> What is needed: Set down each entry from the block beneath, exactly as written.

> Available data:
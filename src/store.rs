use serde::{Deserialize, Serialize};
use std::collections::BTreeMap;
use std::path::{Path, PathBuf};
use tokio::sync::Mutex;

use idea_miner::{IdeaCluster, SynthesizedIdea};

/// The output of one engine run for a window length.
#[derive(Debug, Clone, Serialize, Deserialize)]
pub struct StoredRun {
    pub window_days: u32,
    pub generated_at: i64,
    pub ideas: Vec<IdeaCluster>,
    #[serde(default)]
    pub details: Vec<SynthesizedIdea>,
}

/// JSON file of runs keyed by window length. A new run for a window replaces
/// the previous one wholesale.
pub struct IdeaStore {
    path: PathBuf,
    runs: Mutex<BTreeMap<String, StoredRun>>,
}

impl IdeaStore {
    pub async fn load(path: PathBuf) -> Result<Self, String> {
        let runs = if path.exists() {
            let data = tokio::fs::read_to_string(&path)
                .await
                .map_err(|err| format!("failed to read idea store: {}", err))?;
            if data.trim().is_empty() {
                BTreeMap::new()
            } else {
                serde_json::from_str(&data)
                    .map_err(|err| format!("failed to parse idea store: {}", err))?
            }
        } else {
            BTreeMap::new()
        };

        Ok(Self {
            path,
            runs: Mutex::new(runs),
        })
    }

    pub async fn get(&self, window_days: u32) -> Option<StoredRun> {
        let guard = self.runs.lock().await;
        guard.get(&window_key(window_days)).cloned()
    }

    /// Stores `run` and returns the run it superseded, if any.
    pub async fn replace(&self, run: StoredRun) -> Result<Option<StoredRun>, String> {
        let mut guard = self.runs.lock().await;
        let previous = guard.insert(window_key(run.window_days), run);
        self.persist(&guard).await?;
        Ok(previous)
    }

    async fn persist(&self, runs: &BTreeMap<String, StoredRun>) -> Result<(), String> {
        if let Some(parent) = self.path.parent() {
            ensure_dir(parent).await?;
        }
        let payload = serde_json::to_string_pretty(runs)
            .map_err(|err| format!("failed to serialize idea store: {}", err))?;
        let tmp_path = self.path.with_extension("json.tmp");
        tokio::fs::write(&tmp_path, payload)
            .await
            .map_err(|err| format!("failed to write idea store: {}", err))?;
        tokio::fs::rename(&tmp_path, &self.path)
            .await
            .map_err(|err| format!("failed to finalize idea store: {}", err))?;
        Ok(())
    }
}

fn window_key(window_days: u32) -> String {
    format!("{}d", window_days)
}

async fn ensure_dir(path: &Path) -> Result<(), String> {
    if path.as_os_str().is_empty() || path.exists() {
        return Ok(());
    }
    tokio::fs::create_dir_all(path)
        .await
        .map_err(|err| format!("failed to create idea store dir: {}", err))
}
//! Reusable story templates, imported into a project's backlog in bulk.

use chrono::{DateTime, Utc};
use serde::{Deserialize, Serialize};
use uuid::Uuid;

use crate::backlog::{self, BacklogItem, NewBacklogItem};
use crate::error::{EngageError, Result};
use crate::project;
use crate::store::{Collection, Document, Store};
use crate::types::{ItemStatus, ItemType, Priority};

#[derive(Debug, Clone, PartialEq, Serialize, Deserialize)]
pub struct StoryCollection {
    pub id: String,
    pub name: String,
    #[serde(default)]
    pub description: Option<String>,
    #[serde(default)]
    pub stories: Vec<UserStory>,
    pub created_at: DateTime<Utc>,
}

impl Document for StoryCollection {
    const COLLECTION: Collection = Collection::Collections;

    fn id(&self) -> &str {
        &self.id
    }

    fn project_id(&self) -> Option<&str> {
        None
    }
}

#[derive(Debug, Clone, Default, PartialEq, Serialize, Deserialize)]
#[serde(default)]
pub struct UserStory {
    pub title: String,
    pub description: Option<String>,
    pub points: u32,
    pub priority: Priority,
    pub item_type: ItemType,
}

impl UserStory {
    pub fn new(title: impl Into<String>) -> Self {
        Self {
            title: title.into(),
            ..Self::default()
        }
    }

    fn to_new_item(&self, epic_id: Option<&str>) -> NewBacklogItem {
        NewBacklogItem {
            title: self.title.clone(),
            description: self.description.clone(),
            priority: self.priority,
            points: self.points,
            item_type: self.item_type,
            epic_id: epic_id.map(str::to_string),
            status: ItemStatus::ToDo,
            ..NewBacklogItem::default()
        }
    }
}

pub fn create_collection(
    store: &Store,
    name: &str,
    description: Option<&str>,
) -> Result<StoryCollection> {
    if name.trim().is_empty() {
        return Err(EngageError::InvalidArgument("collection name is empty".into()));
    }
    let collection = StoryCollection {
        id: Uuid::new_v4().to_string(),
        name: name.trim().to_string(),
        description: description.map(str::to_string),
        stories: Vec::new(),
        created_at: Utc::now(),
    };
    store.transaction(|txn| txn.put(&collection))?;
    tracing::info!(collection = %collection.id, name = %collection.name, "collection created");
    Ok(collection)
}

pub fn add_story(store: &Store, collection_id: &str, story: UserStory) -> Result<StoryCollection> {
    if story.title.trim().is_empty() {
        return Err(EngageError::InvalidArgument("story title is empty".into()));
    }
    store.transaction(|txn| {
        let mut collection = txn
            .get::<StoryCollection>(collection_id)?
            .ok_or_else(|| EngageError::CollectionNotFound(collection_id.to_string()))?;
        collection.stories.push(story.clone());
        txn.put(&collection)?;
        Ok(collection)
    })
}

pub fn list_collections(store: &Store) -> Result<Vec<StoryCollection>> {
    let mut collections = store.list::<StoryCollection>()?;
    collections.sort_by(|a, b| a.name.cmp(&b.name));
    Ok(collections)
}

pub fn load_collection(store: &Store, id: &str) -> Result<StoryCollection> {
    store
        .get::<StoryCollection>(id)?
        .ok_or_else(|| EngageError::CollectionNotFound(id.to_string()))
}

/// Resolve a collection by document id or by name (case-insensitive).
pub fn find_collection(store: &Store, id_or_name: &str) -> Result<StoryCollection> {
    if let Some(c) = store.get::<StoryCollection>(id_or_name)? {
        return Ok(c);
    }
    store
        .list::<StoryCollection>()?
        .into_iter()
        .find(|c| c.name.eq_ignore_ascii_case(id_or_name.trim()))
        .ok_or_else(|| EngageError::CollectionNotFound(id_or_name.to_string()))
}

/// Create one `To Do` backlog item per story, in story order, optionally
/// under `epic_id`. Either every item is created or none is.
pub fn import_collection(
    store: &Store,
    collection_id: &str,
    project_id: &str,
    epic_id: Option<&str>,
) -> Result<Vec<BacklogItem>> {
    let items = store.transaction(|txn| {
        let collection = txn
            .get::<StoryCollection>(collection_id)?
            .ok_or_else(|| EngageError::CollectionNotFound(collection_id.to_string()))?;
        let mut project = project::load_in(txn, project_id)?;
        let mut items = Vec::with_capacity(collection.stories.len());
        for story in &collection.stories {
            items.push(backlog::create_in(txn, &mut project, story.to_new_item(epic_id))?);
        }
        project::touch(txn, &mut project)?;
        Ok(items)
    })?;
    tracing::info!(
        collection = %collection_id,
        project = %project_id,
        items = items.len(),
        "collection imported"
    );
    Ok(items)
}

> Written response:
filename src/store.rs
use serde::{Deserialize, Serialize};
use std::collections::BTreeMap;
use std::path::{Path, PathBuf};
use tokio::sync::Mutex;

use idea_miner::{IdeaCluster, SynthesizedIdea};

/// The output of one engine run for a window length.
#[derive(Debug, Clone, Serialize, Deserialize)]
pub struct StoredRun {
    pub window_days: u32,
    pub generated_at: i64,
    pub ideas: Vec<IdeaCluster>,
    #[serde(default)]
    pub details: Vec<SynthesizedIdea>,
}

/// JSON file of runs keyed by window length. A new run for a window replaces
/// the previous one wholesale.
pub struct IdeaStore {
    path: PathBuf,
    runs: Mutex<BTreeMap<String, StoredRun>>,
}

impl IdeaStore {
    pub async fn load(path: PathBuf) -> Result<Self, String> {
        let runs = if path.exists() {
            let data = tokio::fs::read_to_string(&path)
                .await
                .map_err(|err| format!("failed to read idea store: {}", err))?;
            if data.trim().is_empty() {
                BTreeMap::new()
            } else {
                serde_json::from_str(&data)
                    .map_err(|err| format!("failed to parse idea store: {}", err))?
            }
        } else {
            BTreeMap::new()
        };

        Ok(Self {
            path,
            runs: Mutex::new(runs),
        })
    }

    pub async fn get(&self, window_days: u32) -> Option<StoredRun> {
        let guard = self.runs.lock().await;
        guard.get(&window_key(window_days)).cloned()
    }

    /// Stores `run` and returns the run it superseded, if any.
    pub async fn replace(&self, run: StoredRun) -> Result<Option<StoredRun>, String> {
        let mut guard = self.runs.lock().await;
        let previous = guard.insert(window_key(run.window_days), run);
        self.persist(&guard).await?;
        Ok(previous)
    }

    async fn persist(&self, runs: &BTreeMap<String, StoredRun>) -> Result<(), String> {
        if let Some(parent) = self.path.parent() {
            ensure_dir(parent).await?;
        }
        let payload = serde_json::to_string_pretty(runs)
            .map_err(|err| format!("failed to serialize idea store: {}", err))?;
        let tmp_path = self.path.with_extension("json.tmp");
        tokio::fs::write(&tmp_path, payload)
            .await
            .map_err(|err| format!("failed to write idea store: {}", err))?;
        tokio::fs::rename(&tmp_path, &self.path)
            .await
            .map_err(|err| format!("failed to finalize idea store: {}", err))?;
        Ok(())
    }
}

fn window_key(window_days: u32) -> String {
    format!("{}d", window_days)
}

async fn ensure_dir(path: &Path) -> Result<(), String> {
    if path.as_os_str().is_empty() || path.exists() {
        return Ok(());
    }
    tokio::fs::create_dir_all(path)
        .await
        .map_err(|err| format!("failed to create idea store dir: {}", err))
}
//! Reusable story templates, imported into a project's backlog in bulk.

use chrono::{DateTime, Utc};
use serde::{Deserialize, Serialize};
use uuid::Uuid;

use crate::backlog::{self, BacklogItem, NewBacklogItem};
use crate::error::{EngageError, Result};
use crate::project;
use crate::store::{Collection, Document, Store};
use crate::types::{ItemStatus, ItemType, Priority};

#[derive(Debug, Clone, PartialEq, Serialize, Deserialize)]
pub struct StoryCollection {
    pub id: String,
    pub name: String,
    #[serde(default)]
    pub description: Option<String>,
    #[serde(default)]
    pub stories: Vec<UserStory>,
    pub created_at: DateTime<Utc>,
}

impl Document for StoryCollection {
    const COLLECTION: Collection = Collection::Collections;

    fn id(&self) -> &str {
        &self.id
    }

    fn project_id(&self) -> Option<&str> {
        None
    }
}

#[derive(Debug, Clone, Default, PartialEq, Serialize, Deserialize)]
#[serde(default)]
pub struct UserStory {
    pub title: String,
    pub description: Option<String>,
    pub points: u32,
    pub priority: Priority,
    pub item_type: ItemType,
}

impl UserStory {
    pub fn new(title: impl Into<String>) -> Self {
        Self {
            title: title.into(),
            ..Self::default()
        }
    }

    fn to_new_item(&self, epic_id: Option<&str>) -> NewBacklogItem {
        NewBacklogItem {
            title: self.title.clone(),
            description: self.description.clone(),
            priority: self.priority,
            points: self.points,
            item_type: self.item_type,
            epic_id: epic_id.map(str::to_string),
            status: ItemStatus::ToDo,
            ..NewBacklogItem::default()
        }
    }
}

pub fn create_collection(
    store: &Store,
    name: &str,
    description: Option<&str>,
) -> Result<StoryCollection> {
    if name.trim().is_empty() {
        return Err(EngageError::InvalidArgument("collection name is empty".into()));
    }
    let collection = StoryCollection {
        id: Uuid::new_v4().to_string(),
        name: name.trim().to_string(),
        description: description.map(str::to_string),
        stories: Vec::new(),
        created_at: Utc::now(),
    };
    store.transaction(|txn| txn.put(&collection))?;
    tracing::info!(collection = %collection.id, name = %collection.name, "collection created");
    Ok(collection)
}

pub fn add_story(store: &Store, collection_id: &str, story: UserStory) -> Result<StoryCollection> {
    if story.title.trim().is_empty() {
        return Err(EngageError::InvalidArgument("story title is empty".into()));
    }
    store.transaction(|txn| {
        let mut collection = txn
            .get::<StoryCollection>(collection_id)?
            .ok_or_else(|| EngageError::CollectionNotFound(collection_id.to_string()))?;
        collection.stories.push(story.clone());
        txn.put(&collection)?;
        Ok(collection)
    })
}

pub fn list_collections(store: &Store) -> Result<Vec<StoryCollection>> {
    let mut collections = store.list::<StoryCollection>()?;
    collections.sort_by(|a, b| a.name.cmp(&b.name));
    Ok(collections)
}

pub fn load_collection(store: &Store, id: &str) -> Result<StoryCollection> {
    store
        .get::<StoryCollection>(id)?
        .ok_or_else(|| EngageError::CollectionNotFound(id.to_string()))
}

/// Resolve a collection by document id or by name (case-insensitive).
pub fn find_collection(store: &Store, id_or_name: &str) -> Result<StoryCollection> {
    if let Some(c) = store.get::<StoryCollection>(id_or_name)? {
        return Ok(c);
    }
    store
        .list::<StoryCollection>()?
        .into_iter()
        .find(|c| c.name.eq_ignore_ascii_case(id_or_name.trim()))
        .ok_or_else(|| EngageError::CollectionNotFound(id_or_name.to_string()))
}

/// Create one `To Do` backlog item per story, in story order, optionally
/// under `epic_id`. Either every item is created or none is.
pub fn import_collection(
    store: &Store,
    collection_id: &str,
    project_id: &str,
    epic_id: Option<&str>,
) -> Result<Vec<BacklogItem>> {
    let items = store.transaction(|txn| {
        let collection = txn
            .get::<StoryCollection>(collection_id)?
            .ok_or_else(|| EngageError::CollectionNotFound(collection_id.to_string()))?;
        let mut project = project::load_in(txn, project_id)?;
        let mut items = Vec::with_capacity(collection.stories.len());
        for story in &collection.stories {
            items.push(backlog::create_in(txn, &mut project, story.to_new_item(epic_id))?);
        }
        project::touch(txn, &mut project)?;
        Ok(items)
    })?;
    tracing::info!(
        collection = %collection_id,
        project = %project_id,
        items = items.len(),
        "collection imported"
    );
    Ok(items)
}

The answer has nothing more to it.